### Data to use
┄┄┄┄┄┄┄┄┄┄┄┄┄┄┄┄┄┄┄┄

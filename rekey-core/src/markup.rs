//! Link rewriting inside embedded XHTML narratives.

use quick_xml::Reader;
use quick_xml::Writer;
use quick_xml::events::{BytesStart, Event};

/// Result of rewriting the links of one narrative.
#[derive(Debug, Clone, PartialEq, Eq)]
pub enum MarkupOutcome {
    /// The document parsed; this is its re-serialized form.
    Rewritten(String),
    /// The document is not well-formed markup and was left as it was.
    Unparseable,
}

/// Passes every `a@href` and `img@src` value in `div` through `resolve` and
/// re-serializes the document.
///
/// The whole document is parsed before `resolve` is called for the first
/// time, so a malformed document yields [`MarkupOutcome::Unparseable`] and
/// never a resolution error. Errors from `resolve` are returned as-is.
pub fn rewrite_links<E, F>(div: &str, mut resolve: F) -> Result<MarkupOutcome, E>
where
    F: FnMut(&str) -> Result<String, E>,
{
    let Some(events) = parse(div) else {
        return Ok(MarkupOutcome::Unparseable);
    };

    let mut writer = Writer::new(Vec::with_capacity(div.len()));
    for event in events {
        let event = match event {
            Event::Start(e) => match rewrite_element(e, &mut resolve)? {
                Some(e) => Event::Start(e),
                None => return Ok(MarkupOutcome::Unparseable),
            },
            Event::Empty(e) => match rewrite_element(e, &mut resolve)? {
                Some(e) => Event::Empty(e),
                None => return Ok(MarkupOutcome::Unparseable),
            },
            other => other,
        };
        if writer.write_event(event).is_err() {
            return Ok(MarkupOutcome::Unparseable);
        }
    }

    Ok(match String::from_utf8(writer.into_inner()) {
        Ok(rewritten) => MarkupOutcome::Rewritten(rewritten),
        Err(_) => MarkupOutcome::Unparseable,
    })
}

/// Reads the whole document, requiring one root element, balanced tags,
/// well-formed attributes and no text outside the root.
fn parse(div: &str) -> Option<Vec<Event<'static>>> {
    let mut reader = Reader::from_str(div);
    let mut events = Vec::new();
    let mut depth = 0usize;
    let mut roots = 0usize;

    loop {
        let event = reader.read_event().ok()?;
        match &event {
            Event::Start(e) | Event::Empty(e) => {
                if depth == 0 {
                    roots += 1;
                }
                if !attributes_well_formed(e) {
                    return None;
                }
                if matches!(event, Event::Start(_)) {
                    depth += 1;
                }
            }
            Event::End(_) => depth = depth.checked_sub(1)?,
            Event::Text(text) if depth == 0 => {
                if text.iter().any(|b| !b.is_ascii_whitespace()) {
                    return None;
                }
            }
            Event::CData(_) if depth == 0 => return None,
            Event::Eof => break,
            _ => {}
        }
        events.push(event.into_owned());
    }

    (depth == 0 && roots == 1).then_some(events)
}

fn attributes_well_formed(element: &BytesStart<'_>) -> bool {
    element
        .attributes()
        .all(|attr| attr.is_ok_and(|a| a.unescape_value().is_ok()))
}

/// The attribute holding a link target for the given element, if any.
fn link_attribute(element: &[u8]) -> Option<&'static [u8]> {
    match element {
        b"a" => Some(b"href"),
        b"img" => Some(b"src"),
        _ => None,
    }
}

/// Rebuilds a link-bearing element with its target resolved.
///
/// `Ok(None)` means the element could not be decoded after all.
fn rewrite_element<E, F>(
    element: BytesStart<'static>,
    resolve: &mut F,
) -> Result<Option<BytesStart<'static>>, E>
where
    F: FnMut(&str) -> Result<String, E>,
{
    let target = link_attribute(element.local_name().as_ref());
    let Some(target) = target else {
        return Ok(Some(element));
    };

    let mut rewritten = element.clone();
    rewritten.clear_attributes();
    for attr in element.attributes() {
        let Ok(attr) = attr else { return Ok(None) };
        let Ok(key) = std::str::from_utf8(attr.key.as_ref()) else {
            return Ok(None);
        };
        let Ok(value) = attr.unescape_value() else {
            return Ok(None);
        };
        if attr.key.local_name().as_ref() == target {
            let resolved = resolve(value.as_ref())?;
            rewritten.push_attribute((key, resolved.as_str()));
        } else {
            rewritten.push_attribute((key, value.as_ref()));
        }
    }
    Ok(Some(rewritten))
}
use std::fmt;
use std::hash::{Hash, Hasher};

use serde::{Deserialize, Serialize};

/// Path segment that separates a record's id from its version id.
pub const HISTORY_SEGMENT: &str = "_history";

/// The address of a record: type, id, optional version and optional origin.
///
/// Two identifiers are equal when their record type and record id match and,
/// if both carry a version, their versions match. The origin is metadata and
/// never takes part in equality or hashing.
#[derive(Clone, Serialize, Deserialize)]
pub struct Identifier {
    record_type: String,
    record_id: String,
    #[serde(default, skip_serializing_if = "Option::is_none")]
    version_id: Option<String>,
    #[serde(default, skip_serializing_if = "Option::is_none")]
    origin: Option<String>,
}

impl Identifier {
    /// Creates an origin-less, unversioned identifier.
    pub fn new(record_type: impl Into<String>, record_id: impl Into<String>) -> Self {
        Identifier {
            record_type: record_type.into(),
            record_id: record_id.into(),
            version_id: None,
            origin: None,
        }
    }

    /// Returns a copy carrying the given version.
    pub fn with_version(mut self, version_id: impl Into<String>) -> Self {
        self.version_id = Some(version_id.into());
        self
    }

    /// Returns a copy asserted to belong to `origin`.
    ///
    /// Trailing slashes are dropped so that `http://a/` and `http://a` name
    /// the same origin.
    pub fn with_origin(mut self, origin: impl Into<String>) -> Self {
        let origin = origin.into();
        self.origin = Some(origin.trim_end_matches('/').to_string());
        self
    }

    /// Returns an origin-less copy.
    pub fn without_origin(&self) -> Self {
        Identifier {
            origin: None,
            ..self.clone()
        }
    }

    pub fn record_type(&self) -> &str {
        &self.record_type
    }

    pub fn record_id(&self) -> &str {
        &self.record_id
    }

    pub fn version_id(&self) -> Option<&str> {
        self.version_id.as_deref()
    }

    pub fn origin(&self) -> Option<&str> {
        self.origin.as_deref()
    }

    pub fn has_origin(&self) -> bool {
        self.origin.is_some()
    }

    /// True when both identifiers name the same record, ignoring versions.
    pub fn same_record(&self, other: &Identifier) -> bool {
        self.record_type == other.record_type && self.record_id == other.record_id
    }

    /// Renders the identifier as a locator string,
    /// `[origin/]Type/id[/_history/version]`.
    pub fn to_locator(&self) -> String {
        self.to_string()
    }
}

impl PartialEq for Identifier {
    fn eq(&self, other: &Self) -> bool {
        if !self.same_record(other) {
            return false;
        }
        match (&self.version_id, &other.version_id) {
            (Some(a), Some(b)) => a == b,
            _ => true,
        }
    }
}

impl Eq for Identifier {}

impl Hash for Identifier {
    fn hash<H: Hasher>(&self, state: &mut H) {
        // Versions may be absent on one side of an equal pair, so they stay out.
        self.record_type.hash(state);
        self.record_id.hash(state);
    }
}

impl fmt::Debug for Identifier {
    fn fmt(&self, f: &mut fmt::Formatter<'_>) -> fmt::Result {
        write!(f, "Identifier({})", self)
    }
}

impl fmt::Display for Identifier {
    fn fmt(&self, f: &mut fmt::Formatter<'_>) -> fmt::Result {
        if let Some(origin) = &self.origin {
            write!(f, "{}/", origin)?;
        }
        write!(f, "{}/{}", self.record_type, self.record_id)?;
        if let Some(version) = &self.version_id {
            write!(f, "/{}/{}", HISTORY_SEGMENT, version)?;
        }
        Ok(())
    }
}
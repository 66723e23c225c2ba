use indexmap::IndexMap;
use indexmap::map::Entry;

use crate::error::ImportError;
use crate::identifier::Identifier;

/// Maps the identifiers a client supplied to the canonical identifiers the
/// server assigned, for the duration of one import.
///
/// Each original identifier is assigned at most once. Lookups of identifiers
/// that were never assigned return `None`; nothing is ever created on read.
#[derive(Debug, Default)]
pub struct IdentifierMap {
    entries: IndexMap<Identifier, Identifier>,
}

impl IdentifierMap {
    pub fn new() -> Self {
        Self::default()
    }

    /// Records that `original` is now known as `canonical`.
    ///
    /// Returns the stored canonical identifier, or
    /// [`ImportError::DuplicateIdentifier`] if `original` was already assigned.
    pub fn assign(
        &mut self,
        original: Identifier,
        canonical: Identifier,
    ) -> Result<&Identifier, ImportError> {
        match self.entries.entry(original) {
            Entry::Occupied(occupied) => {
                Err(ImportError::DuplicateIdentifier(occupied.key().clone()))
            }
            Entry::Vacant(vacant) => Ok(&*vacant.insert(canonical)),
        }
    }

    /// Returns the canonical identifier assigned to `original`, if any.
    pub fn lookup(&self, original: &Identifier) -> Option<&Identifier> {
        self.entries.get(original)
    }

    pub fn len(&self) -> usize {
        self.entries.len()
    }

    pub fn is_empty(&self) -> bool {
        self.entries.is_empty()
    }

    /// Iterates `(original, canonical)` pairs in assignment order.
    pub fn iter(&self) -> impl Iterator<Item = (&Identifier, &Identifier)> {
        self.entries.iter()
    }
}

#[cfg(test)]
mod tests {
    use super::*;

    fn temp(id: &str) -> Identifier {
        Identifier::new("Patient", id).with_origin("http://localhost/fhir")
    }

    #[test]
    fn assign_and_lookup() {
        let mut map = IdentifierMap::new();
        let canonical = Identifier::new("Patient", "1").with_version("1");
        let stored = map.assign(temp("tmp-1"), canonical.clone()).unwrap();
        assert_eq!(stored.to_locator(), "Patient/1/_history/1");

        assert_eq!(map.lookup(&temp("tmp-1")).map(|c| c.to_locator()), Some(canonical.to_locator()));
        assert_eq!(map.len(), 1);
    }

    #[test]
    fn lookup_missing_creates_nothing() {
        let map = IdentifierMap::new();
        assert!(map.lookup(&temp("tmp-1")).is_none());
        assert!(map.is_empty());
    }

    #[test]
    fn lookup_ignores_origin_of_the_query() {
        let mut map = IdentifierMap::new();
        map.assign(temp("tmp-1"), Identifier::new("Patient", "1")).unwrap();
        assert!(map.lookup(&Identifier::new("Patient", "tmp-1")).is_some());
    }

    #[test]
    fn second_assignment_is_rejected() {
        let mut map = IdentifierMap::new();
        map.assign(temp("tmp-1"), Identifier::new("Patient", "1")).unwrap();

        let err = map.assign(temp("tmp-1"), Identifier::new("Patient", "2")).unwrap_err();
        assert!(matches!(err, ImportError::DuplicateIdentifier(_)));

        // The first association is untouched.
        assert_eq!(map.lookup(&temp("tmp-1")).unwrap().record_id(), "1");
    }

    #[test]
    fn iter_in_assignment_order() {
        let mut map = IdentifierMap::new();
        map.assign(temp("tmp-b"), Identifier::new("Patient", "1")).unwrap();
        map.assign(temp("tmp-a"), Identifier::new("Patient", "2")).unwrap();

        let originals: Vec<_> = map.iter().map(|(o, _)| o.record_id().to_string()).collect();
        assert_eq!(originals, ["tmp-b", "tmp-a"]);
    }
}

┄┄┄┄┄┄┄┄┄┄┄┄┄┄┄┄┄┄┄┄

### The task
Up to and including the line with "Event::Start(e) | Event::Empty(e)", reproduce the material above exactly as it appears, starting from its first line.

### Answer
filename rekey-core/src/markup.rs
//! Link rewriting inside embedded XHTML narratives.

use quick_xml::Reader;
use quick_xml::Writer;
use quick_xml::events::{BytesStart, Event};

/// Result of rewriting the links of one narrative.
#[derive(Debug, Clone, PartialEq, Eq)]
pub enum MarkupOutcome {
    /// The document parsed; this is its re-serialized form.
    Rewritten(String),
    /// The document is not well-formed markup and was left as it was.
    Unparseable,
}

/// Passes every `a@href` and `img@src` value in `div` through `resolve` and
/// re-serializes the document.
///
/// The whole document is parsed before `resolve` is called for the first
/// time, so a malformed document yields [`MarkupOutcome::Unparseable`] and
/// never a resolution error. Errors from `resolve` are returned as-is.
pub fn rewrite_links<E, F>(div: &str, mut resolve: F) -> Result<MarkupOutcome, E>
where
    F: FnMut(&str) -> Result<String, E>,
{
    let Some(events) = parse(div) else {
        return Ok(MarkupOutcome::Unparseable);
    };

    let mut writer = Writer::new(Vec::with_capacity(div.len()));
    for event in events {
        let event = match event {
            Event::Start(e) => match rewrite_element(e, &mut resolve)? {
                Some(e) => Event::Start(e),
                None => return Ok(MarkupOutcome::Unparseable),
            },
            Event::Empty(e) => match rewrite_element(e, &mut resolve)? {
                Some(e) => Event::Empty(e),
                None => return Ok(MarkupOutcome::Unparseable),
            },
            other => other,
        };
        if writer.write_event(event).is_err() {
            return Ok(MarkupOutcome::Unparseable);
        }
    }

    Ok(match String::from_utf8(writer.into_inner()) {
        Ok(rewritten) => MarkupOutcome::Rewritten(rewritten),
        Err(_) => MarkupOutcome::Unparseable,
    })
}

/// Reads the whole document, requiring one root element, balanced tags,
/// well-formed attributes and no text outside the root.
fn parse(div: &str) -> Option<Vec<Event<'static>>> {
    let mut reader = Reader::from_str(div);
    let mut events = Vec::new();
    let mut depth = 0usize;
    let mut roots = 0usize;

    loop {
        let event = reader.read_event().ok()?;
        match &event {
            Event::Start(e) | Event::Empty(e) => {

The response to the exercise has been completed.